Saved data entries
*****

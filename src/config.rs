use anyhow::{Context, Result};
use std::env;
use std::path::PathBuf;
use std::str::FromStr;
use std::time::Duration;

/// Runtime settings read from the environment (and `.env`)
#[derive(Debug, Clone)]
pub struct Settings {
    pub output_dir: PathBuf,
    pub brokers_config: PathBuf,
    pub broker_name: Option<String>,
    pub area: String,
    pub max_price: u32,
    pub limit: usize,
    pub listing_delay: Duration,
    pub broker_delay: Duration,
    pub api_url: String,
    pub llm: LlmSettings,
}

#[derive(Debug, Clone)]
pub struct LlmSettings {
    /// `<provider>/<model>`, e.g. `groq/llama-3.1-8b-instant`
    pub provider: String,
    pub base_url: Option<String>,
    pub temperature: f32,
    pub max_tokens: u32,
    pub groq_api_key: Option<String>,
    pub anthropic_api_key: Option<String>,
    pub openai_api_key: Option<String>,
}

impl Settings {
    pub fn from_env() -> Result<Self> {
        Ok(Self {
            output_dir: PathBuf::from(var_or("OUTPUT_DIR", "output")),
            brokers_config: PathBuf::from(var_or("BROKERS_CONFIG", "config/brokers.json")),
            broker_name: var("BROKER_NAME"),
            area: var_or("AREA", "utrecht"),
            max_price: parse_or("MAX_PRICE", 2000)?,
            limit: parse_or("LIMIT", 5)?,
            listing_delay: Duration::from_secs(parse_or("LISTING_DELAY_SECS", 20)?),
            broker_delay: Duration::from_secs(parse_or("BROKER_DELAY_SECS", 30)?),
            api_url: var_or("API_URL", "http://localhost:8000"),
            llm: LlmSettings::from_env()?,
        })
    }
}

impl LlmSettings {
    pub fn from_env() -> Result<Self> {
        Ok(Self {
            provider: var_or("LLM_PROVIDER", "groq/llama-3.1-8b-instant"),
            base_url: var("LLM_BASE_URL"),
            temperature: parse_or("LLM_TEMPERATURE", 0.1)?,
            max_tokens: parse_or("LLM_MAX_TOKENS", 2000)?,
            groq_api_key: var("GROQ_API_KEY"),
            anthropic_api_key: var("ANTHROPIC_API_KEY"),
            openai_api_key: var("OPENAI_API_KEY"),
        })
    }
}

/// Unset and empty variables are treated the same
fn var(key: &str) -> Option<String> {
    env::var(key).ok().filter(|v| !v.trim().is_empty())
}

fn var_or(key: &str, default: &str) -> String {
    var(key).unwrap_or_else(|| default.to_string())
}

fn parse_or<T>(key: &str, default: T) -> Result<T>
where
    T: FromStr,
    T::Err: std::error::Error + Send + Sync + 'static,
{
    match var(key) {
        Some(raw) => raw
            .trim()
            .parse()
            .with_context(|| format!("Invalid value for {}: {:?}", key, raw)),
        None => Ok(default),
    }
}
//! Error types for the LLM client.

use std::time::Duration;
use thiserror::Error;

pub type LlmResult<T> = std::result::Result<T, LlmError>;

#[derive(Debug, Error)]
pub enum LlmError {
    /// Missing API key, unknown provider
    #[error("Configuration error: {0}")]
    Config(String),

    /// Connection failed, timeout
    #[error("Network error: {0}")]
    Network(String),

    /// Provider asked us to back off
    #[error("Rate limited, retry in {wait:?}: {message}")]
    RateLimited { wait: Duration, message: String },

    /// Non-2xx response other than a rate limit
    #[error("API error: {0}")]
    Api(String),

    /// Reply was not the JSON we asked for
    #[error("Parse error: {0}")]
    Parse(String),
}

impl LlmError {
    pub fn is_rate_limit(&self) -> bool {
        matches!(self, LlmError::RateLimited { .. })
    }
}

*****

## Work to be completed
Extract every line above that contains the word "struct".

## Output for this task
pub struct Settings {
pub struct LlmSettings {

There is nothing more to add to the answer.